When Jesus and his disciples encountered the man born blind as recorded in John 9, the disciples wanted to know why he’d been born blind. Was it the man’s sin or his parents’ sin that had caused this tragedy?

Why me? Why her? It’s a question we all ask in the face of tragedy and suffering. I know I do. Why did my mom have cancer not once, but three times? Why did her dad die of cancer when she was only 14? Why did my sister die of cancer at only 61?

Why was I raped by someone I thought I could trust when I was only 14? Why was I faced with the impossible situation of a teen pregnancy because of being raped again when I was only 17? Was all this tragedy ordained by God to make me the person I am today? Would I have been less compassionate and more judgmental if I’d never experienced all the suffering I have?

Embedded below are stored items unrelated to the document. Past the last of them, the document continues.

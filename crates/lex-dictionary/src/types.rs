use polars::prelude::*;
use serde::{Deserialize, Serialize};

use crate::error::Result;

/// How a column is summarized.
#[derive(Debug, Clone, Copy, PartialEq, Eq, Serialize, Deserialize)]
#[serde(rename_all = "snake_case")]
pub enum ColumnKind {
    Numeric,
    Categorical,
}

/// Moments and quartiles of a numeric column.
///
/// Every field is `None` when the column has no non-missing values; `std`
/// is also `None` with fewer than two values.
#[derive(Debug, Clone, Default, PartialEq, Serialize, Deserialize)]
pub struct NumericStats {
    pub mean: Option<f64>,
    pub std: Option<f64>,
    pub min: Option<f64>,
    pub q25: Option<f64>,
    pub median: Option<f64>,
    pub q75: Option<f64>,
    pub max: Option<f64>,
}

/// Frequency statistics of a categorical column.
#[derive(Debug, Clone, Default, PartialEq, Eq, Serialize, Deserialize)]
pub struct CategoricalStats {
    /// Distinct non-missing values
    pub unique: usize,
    /// Most frequent value (first seen wins ties)
    pub top: Option<String>,
    /// Occurrences of `top`
    pub freq: Option<usize>,
}

#[derive(Debug, Clone, PartialEq, Serialize, Deserialize)]
#[serde(tag = "kind", rename_all = "snake_case")]
pub enum ColumnStats {
    Numeric(NumericStats),
    Categorical(CategoricalStats),
}

/// One row of the data dictionary.
#[derive(Debug, Clone, PartialEq, Serialize, Deserialize)]
pub struct ColumnSummary {
    pub name: String,
    pub dtype: String,
    /// Non-missing values
    pub count: usize,
    pub stats: ColumnStats,
    pub missing: usize,
    /// `100 * missing / rows`, 0.0 for an empty dataset
    pub missing_percent: f64,
}

impl ColumnSummary {
    pub fn kind(&self) -> ColumnKind {
        match self.stats {
            ColumnStats::Numeric(_) => ColumnKind::Numeric,
            ColumnStats::Categorical(_) => ColumnKind::Categorical,
        }
    }

    pub fn numeric(&self) -> Option<&NumericStats> {
        match &self.stats {
            ColumnStats::Numeric(stats) => Some(stats),
            ColumnStats::Categorical(_) => None,
        }
    }

    pub fn categorical(&self) -> Option<&CategoricalStats> {
        match &self.stats {
            ColumnStats::Categorical(stats) => Some(stats),
            ColumnStats::Numeric(_) => None,
        }
    }

    /// Rows covered by this summary (`count + missing`).
    pub fn total(&self) -> usize {
        self.count + self.missing
    }
}

/// Per-column statistics of a dataset, in dataset column order.
#[derive(Debug, Clone, PartialEq, Serialize, Deserialize)]
pub struct SummaryTable {
    /// Rows in the dataset
    pub row_count: usize,
    /// Columns in the dataset (summarized or not)
    pub column_count: usize,
    pub columns: Vec<ColumnSummary>,
}

impl SummaryTable {
    pub fn len(&self) -> usize {
        self.columns.len()
    }

    pub fn is_empty(&self) -> bool {
        self.columns.is_empty()
    }

    pub fn shape(&self) -> (usize, usize) {
        (self.row_count, self.column_count)
    }

    /// Look up a column summary by name.
    pub fn get(&self, name: &str) -> Option<&ColumnSummary> {
        self.columns.iter().find(|col| col.name == name)
    }

    pub fn iter(&self) -> impl Iterator<Item = &ColumnSummary> {
        self.columns.iter()
    }

    pub fn has_numeric(&self) -> bool {
        self.columns.iter().any(|c| c.kind() == ColumnKind::Numeric)
    }

    pub fn has_categorical(&self) -> bool {
        self.columns
            .iter()
            .any(|c| c.kind() == ColumnKind::Categorical)
    }

    /// Convert to a DataFrame with one row per summarized column.
    ///
    /// Columns: `column`, `count`, `unique`, `top`, `freq`, `mean`, `std`,
    /// `min`, `25%`, `50%`, `75%`, `max`, `Missing`, `%Missing`. Statistics
    /// that do not apply to a column are null.
    pub fn to_dataframe(&self) -> Result<DataFrame> {
        let names: Vec<&str> = self.columns.iter().map(|c| c.name.as_str()).collect();
        let counts: Vec<u64> = self.columns.iter().map(|c| c.count as u64).collect();
        let missing: Vec<u64> = self.columns.iter().map(|c| c.missing as u64).collect();
        let missing_pct: Vec<f64> = self.columns.iter().map(|c| c.missing_percent).collect();

        let unique: Vec<Option<u64>> = self
            .columns
            .iter()
            .map(|c| c.categorical().map(|s| s.unique as u64))
            .collect();
        let top: Vec<Option<String>> = self
            .columns
            .iter()
            .map(|c| c.categorical().and_then(|s| s.top.clone()))
            .collect();
        let freq: Vec<Option<u64>> = self
            .columns
            .iter()
            .map(|c| c.categorical().and_then(|s| s.freq.map(|f| f as u64)))
            .collect();

        let numeric = |pick: fn(&NumericStats) -> Option<f64>| -> Vec<Option<f64>> {
            self.columns
                .iter()
                .map(|c| c.numeric().and_then(pick))
                .collect()
        };

        let columns = vec![
            Series::new("column".into(), names).into_column(),
            Series::new("count".into(), counts).into_column(),
            Series::new("unique".into(), unique).into_column(),
            Series::new("top".into(), top).into_column(),
            Series::new("freq".into(), freq).into_column(),
            Series::new("mean".into(), numeric(|s| s.mean)).into_column(),
            Series::new("std".into(), numeric(|s| s.std)).into_column(),
            Series::new("min".into(), numeric(|s| s.min)).into_column(),
            Series::new("25%".into(), numeric(|s| s.q25)).into_column(),
            Series::new("50%".into(), numeric(|s| s.median)).into_column(),
            Series::new("75%".into(), numeric(|s| s.q75)).into_column(),
            Series::new("max".into(), numeric(|s| s.max)).into_column(),
            Series::new("Missing".into(), missing).into_column(),
            Series::new("%Missing".into(), missing_pct).into_column(),
        ];

        Ok(DataFrame::new(columns)?)
    }
}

I have a friend who is a Christian and yet she lacks empathy and compassion. Her words reveal the pride and judgment of others that flow from her heart. She hasn’t experienced the trauma I have or anything close to it as far as I can tell. I wonder if I would have been just like her—legalistic and critical—if I’d been spared the fertile soil of suffering that mercy needs to grow.

Or perhaps my suffering and my mother’s suffering are God’s punishment for the sins of her parents, my grandparents, or even earlier generations. There is certainly scripture to support the conclusion that God punishes the children for the sins of the parents even to multiple generations.

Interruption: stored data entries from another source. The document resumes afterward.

#[cfg(test)]
mod tests {
    use super::*;
    use std::io::Write;

    fn write_temp(contents: &str, suffix: &str) -> tempfile::NamedTempFile {
        let mut file = tempfile::Builder::new().suffix(suffix).tempfile().unwrap();
        file.write_all(contents.as_bytes()).unwrap();
        file.flush().unwrap();
        file
    }

    #[test]
    fn test_loader_from_str() {
        assert_eq!("read_csv".parse::<Loader>().unwrap(), Loader::Csv);
        assert_eq!("CSV".parse::<Loader>().unwrap(), Loader::Csv);
        assert_eq!("read_table".parse::<Loader>().unwrap(), Loader::Tsv);
        assert_eq!("read_feather".parse::<Loader>().unwrap(), Loader::Ipc);
        assert_eq!("read_fwf".parse::<Loader>().unwrap(), Loader::FixedWidth);
        assert_eq!("jsonl".parse::<Loader>().unwrap(), Loader::NdJson);
    }

    #[test]
    fn test_loader_unknown_name() {
        let err = "read_nonexistent".parse::<Loader>().unwrap_err();
        assert!(matches!(err, ConfigValidationError::UnknownLoader(ref n) if n == "read_nonexistent"));
    }

    #[test]
    fn test_loader_names_round_trip() {
        for loader in Loader::ALL {
            assert_eq!(loader.name().parse::<Loader>().unwrap(), loader);
        }
    }

    #[test]
    fn test_validate_rejects_widths_for_csv() {
        let options = LoadOptions::default().with_widths(vec![3, 4]);
        let err = options.validate_for(Loader::Csv).unwrap_err();
        assert!(matches!(
            err,
            ConfigValidationError::UnsupportedOption { ref option, loader: Loader::Csv } if option == "widths"
        ));
    }

    #[test]
    fn test_validate_rejects_separator_for_parquet() {
        let options = LoadOptions::default().with_separator(';');
        assert!(options.validate_for(Loader::Parquet).is_err());
        assert!(options.validate_for(Loader::Csv).is_ok());
    }

    #[test]
    fn test_validate_fixed_width_requires_widths() {
        let err = LoadOptions::default()
            .validate_for(Loader::FixedWidth)
            .unwrap_err();
        assert!(matches!(err, ConfigValidationError::MissingOption { .. }));

        let err = LoadOptions::default()
            .with_widths(vec![2, 0])
            .validate_for(Loader::FixedWidth)
            .unwrap_err();
        assert!(matches!(err, ConfigValidationError::InvalidOption { .. }));
    }

    #[test]
    fn test_validate_non_ascii_separator() {
        let options = LoadOptions::default().with_separator('§');
        assert!(matches!(
            options.validate_for(Loader::Csv).unwrap_err(),
            ConfigValidationError::InvalidOption { .. }
        ));
    }

    #[test]
    fn test_effective_null_values() {
        let options = LoadOptions::default().with_null_values(["?", "NA"]);
        let values = options.effective_null_values();
        assert!(values.contains(&"?".to_string()));
        assert_eq!(values.iter().filter(|v| v.as_str() == "NA").count(), 1);

        let options = LoadOptions::default()
            .with_keep_default_na(false)
            .with_null_values(["?"]);
        assert_eq!(options.effective_null_values(), vec!["?".to_string()]);
    }

    #[test]
    fn test_load_csv() {
        let file = write_temp("colA,colB\n1,x\n,y\n3,x\n", ".csv");
        let df = load_dataset(file.path(), Loader::Csv, &LoadOptions::default()).unwrap();

        assert_eq!(df.shape(), (3, 2));
        assert_eq!(df.column("colA").unwrap().null_count(), 1);
        assert!(crate::utils::is_numeric_dtype(df.column("colA").unwrap().dtype()));
    }

    #[test]
    fn test_load_csv_null_tokens() {
        let file = write_temp("a,b\n1,NA\n2,?\n3,z\n", ".csv");
        let options = LoadOptions::default().with_null_values(["?"]);
        let df = load_dataset(file.path(), Loader::Csv, &options).unwrap();

        assert_eq!(df.column("b").unwrap().null_count(), 2);
    }

    #[test]
    fn test_load_csv_custom_separator_and_rows() {
        let file = write_temp("# comment\na;b\n1;2\n3;4\n5;6\n", ".csv");
        let options = LoadOptions::default()
            .with_separator(';')
            .with_skip_rows(1)
            .with_n_rows(2);
        let df = load_dataset(file.path(), Loader::Csv, &options).unwrap();

        assert_eq!(df.shape(), (2, 2));
    }

    #[test]
    fn test_load_tsv() {
        let file = write_temp("a\tb\n1\tx\n2\ty\n", ".tsv");
        let df = load_dataset(file.path(), Loader::Tsv, &LoadOptions::default()).unwrap();
        assert_eq!(df.shape(), (2, 2));
    }

    #[test]
    fn test_load_ndjson() {
        let file = write_temp("{\"a\": 1, \"b\": \"x\"}\n{\"a\": null, \"b\": \"y\"}\n", ".jsonl");
        let df = load_dataset(file.path(), Loader::NdJson, &LoadOptions::default()).unwrap();

        assert_eq!(df.shape(), (2, 2));
        assert_eq!(df.column("a").unwrap().null_count(), 1);
    }

    #[test]
    fn test_load_missing_file() {
        let err = load_dataset(
            Path::new("/definitely/not/here.csv"),
            Loader::Csv,
            &LoadOptions::default(),
        )
        .unwrap_err();

        assert!(matches!(err, DictionaryError::LoadFailed { ref path, .. } if path.contains("here.csv")));
    }

    #[test]
    fn test_load_csv_late_text_value() {
        let mut contents = String::from("id,code\n");
        for i in 0..150 {
            contents.push_str(&format!("{},{}\n", i, i * 10));
        }
        contents.push_str("150,abc\n");
        let file = write_temp(&contents, ".csv");

        let df = load_dataset(file.path(), Loader::Csv, &LoadOptions::default()).unwrap();

        assert_eq!(df.shape(), (151, 2));
        assert_eq!(df.column("code").unwrap().dtype(), &DataType::String);
        assert!(crate::utils::is_numeric_dtype(df.column("id").unwrap().dtype()));
    }

    #[test]
    fn test_load_csv_late_decimal_value() {
        let mut contents = String::from("v\n");
        for i in 0..150 {
            contents.push_str(&format!("{}\n", i));
        }
        contents.push_str("1.5\n");
        let file = write_temp(&contents, ".csv");

        let df = load_dataset(file.path(), Loader::Csv, &LoadOptions::default()).unwrap();

        assert_eq!(df.height(), 151);
        assert_eq!(df.column("v").unwrap().dtype(), &DataType::Float64);
    }

    fn sample_frame() -> DataFrame {
        df!(
            "a" => &[Some(1i64), None, Some(3)],
            "b" => &["x", "y", "z"],
        )
        .unwrap()
    }

    #[test]
    fn test_load_parquet() {
        let dir = tempfile::tempdir().unwrap();
        let path = dir.path().join("sample.parquet");
        let mut df = sample_frame();
        ParquetWriter::new(File::create(&path).unwrap())
            .finish(&mut df)
            .unwrap();

        let loaded = load_dataset(&path, Loader::Parquet, &LoadOptions::default()).unwrap();
        assert_eq!(loaded.shape(), (3, 2));
        assert_eq!(loaded.column("a").unwrap().null_count(), 1);

        let limited = LoadOptions::default().with_n_rows(2);
        let loaded = load_dataset(&path, Loader::Parquet, &limited).unwrap();
        assert_eq!(loaded.shape(), (2, 2));
    }

    #[test]
    fn test_load_ipc() {
        let dir = tempfile::tempdir().unwrap();
        let path = dir.path().join("sample.arrow");
        let mut df = sample_frame();
        IpcWriter::new(File::create(&path).unwrap())
            .finish(&mut df)
            .unwrap();

        let loaded = load_dataset(&path, Loader::Ipc, &LoadOptions::default()).unwrap();
        assert_eq!(loaded.shape(), (3, 2));
        assert_eq!(loaded.column("a").unwrap().null_count(), 1);
        assert_eq!(loaded.column("b").unwrap().dtype(), &DataType::String);
    }

    #[test]
    fn test_load_json_array() {
        let file = write_temp(
            "[{\"a\": 1, \"b\": \"x\"}, {\"a\": null, \"b\": \"y\"}, {\"a\": 3, \"b\": \"z\"}]",
            ".json",
        );

        let df = load_dataset(file.path(), Loader::Json, &LoadOptions::default()).unwrap();
        assert_eq!(df.shape(), (3, 2));
        assert_eq!(df.column("a").unwrap().null_count(), 1);
    }

    #[test]
    fn test_load_parquet_rejects_garbage() {
        let file = write_temp("this is not parquet", ".parquet");
        let err = load_dataset(file.path(), Loader::Parquet, &LoadOptions::default()).unwrap_err();
        assert!(matches!(err, DictionaryError::LoadFailed { .. }));
    }
}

Then again, my own suffering may have been the result of my own sin. The first time I was raped happened in large part because I disobeyed my parents and hung out with the guy who did it. And after that it was one sin after another that led to more suffering.

I’ll probably never know why this side of Heaven. I can speculate until I’m blue in the face and never know for sure. So perhaps it’s most profitable to stop asking why and focus on the next part of the story of the man born blind.

Jesus answers His disciples, saying that the man was born blind that God might be glorified. Then He heals the man. He gives the man who had never seen so much as a blade of grass full sight. He took the man’s utter darkness and gave him light.

He did the same for me and that’s what matters. He healed my brokenness that He might be glorified. I’ll admit that there are days when even that answer can cause tears of anger to well up in my eyes. Couldn’t there have been an easier way for God to be glorified than for me to struggle under the weight of multiple traumas?

Then I remember the story of Joseph who was sold into slavery by his own brothers, thrown into jail by Pharaoh for a betrayal he didn’t commit, and then ultimately raised to a position of power in Egypt. When his brothers came to him for food in time of famine, fearing he would punish them for the wrong they had committed against him, Joseph responded: “Don’t be afraid. Am I in the place of God? You intended to harm me, but God intended it for good to accomplish what is now being done, the saving of many lives.” Genesis 50:19-20 (NIV).

I ponder that perhaps God intended the harm that has befallen me for good, to accomplish great things for Him. This helps me let go of the “why” questions and focus on where I can encourage others who have been through similar circumstances and haven’t yet found His healing light. Perhaps I can even be used by God to save many lives.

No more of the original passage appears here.